I do reread, kind of obsessively, partly for the surprise of how the same book reads at a different point in life, and partly to have the sense of returning to an old friend.
From Elizabeth Strout
I'm writing for my ideal reader, for somebody who's willing to take the time, who's willing to get lost in a new world, who's willing to do their part. But then I have to do my part and give them a sound and a voice that they believe in enough to keep going.
I don't especially like to travel, not the way many people do. I know many people that love to go to far-off and different places, and I've never been like that. I seem to get homesick as quickly as a child.

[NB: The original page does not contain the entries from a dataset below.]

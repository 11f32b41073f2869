//! Factory for a complete solve.
//!
//! `SolveContext` turns [`SolveOptions`] into the pieces of one run: the unit
//! right-hand side, the chosen backend populated with the path system, and a
//! configured [`JacobiSolver`]. Every run starts from an all-zero guess.
//!
//! # Usage
//!
//! 1. Build a context with `SolveContext::new(options)`.
//! 2. Call `run` to get the final vector, its sum, and the sweep stats.
//!
//! [`solve`] wraps both steps for the common case.

use tracing::debug;

use crate::config::SolveOptions;
use crate::core::wrappers::sum;
use crate::error::JError;
use crate::matrix::{Backend, BackendKind};
use crate::solver::JacobiSolver;
use crate::utils::convergence::SolveStats;
use crate::utils::system::unit_rhs;

/// Result of a finished solve.
#[derive(Clone, Debug)]
pub struct SolveOutcome {
    pub solution: Vec<f64>,
    /// Sum of the solution entries, used as a quick checksum.
    pub sum: f64,
    pub stats: SolveStats<f64>,
}

/// Matrix, right-hand side and solver for one run.
pub struct SolveContext {
    pub options: SolveOptions,
    pub a: Backend,
    pub b: Vec<f64>,
    solver: JacobiSolver,
}

impl SolveContext {
    pub fn new(options: SolveOptions) -> Result<Self, JError> {
        options.validate()?;
        let b = unit_rhs(options.n)?;
        let a = Backend::new(options.backend, options.n)?;
        let solver = options.solver();
        debug!(backend = %options.backend, n = options.n, %solver, "solve context ready");
        Ok(Self { options, a, b, solver })
    }

    /// Solve in place starting from the caller's guess.
    pub fn solve_context(&self, x: &mut [f64]) -> Result<SolveStats<f64>, JError> {
        self.solver.solve_backend(&self.a, &self.b, x)
    }

    /// Solve from an all-zero guess.
    pub fn run(&self) -> Result<SolveOutcome, JError> {
        let mut x = vec![0.0; self.options.n];
        let stats = self.solve_context(&mut x)?;
        let total = sum(&x);
        Ok(SolveOutcome { solution: x, sum: total, stats })
    }
}

/// Build the path system on `backend`, run `iterations` sweeps from zero,
/// and return the solution with its sum.
pub fn solve(backend: BackendKind, n: usize, iterations: usize) -> Result<(Vec<f64>, f64), JError> {
    let out = SolveContext::new(SolveOptions::new(backend, n, iterations))?.run()?;
    Ok((out.solution, out.sum))
}

/// Tab-separated entries.
pub fn format_vector(x: &[f64]) -> String {
    x.iter().map(|v| v.to_string()).collect::<Vec<_>>().join("\t")
}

In the kind of New England I'm from, you are expected to stay and marry somebody from New England - well, Maine, actually - so I think it was seen as a betrayal when I left for New York, which has been my refuge.
I've always been tremendously interested in criminal law. It goes to a deep interest I have in prisons and the criminal element, and what we do as a society with it. I've always been touched by the idea of criminality.
I love the comfort of daily life's routines: things like being able to read a paper on the subway. It's no accident that my favourite word is 'quotidian.'
I love theater. I love sitting in an audience and having the actors right there, playing out what it means to be a human being.
I don't want to live in Maine full time, but the physical beauty is very striking. It is the exact opposite of New York. When you walk through my small town to get a cup of coffee, you bump into five people you know.
I don't know if I have a memory of not thinking I was a writer - it goes that far back. I went to law school because I didn't know how to earn a living otherwise. I tried to ignore the pull, but it wouldn't let me.
I grew up on a dirt road in Maine, and pretty much everybody on that dirt road was related to me, and they were old. And so grumpy.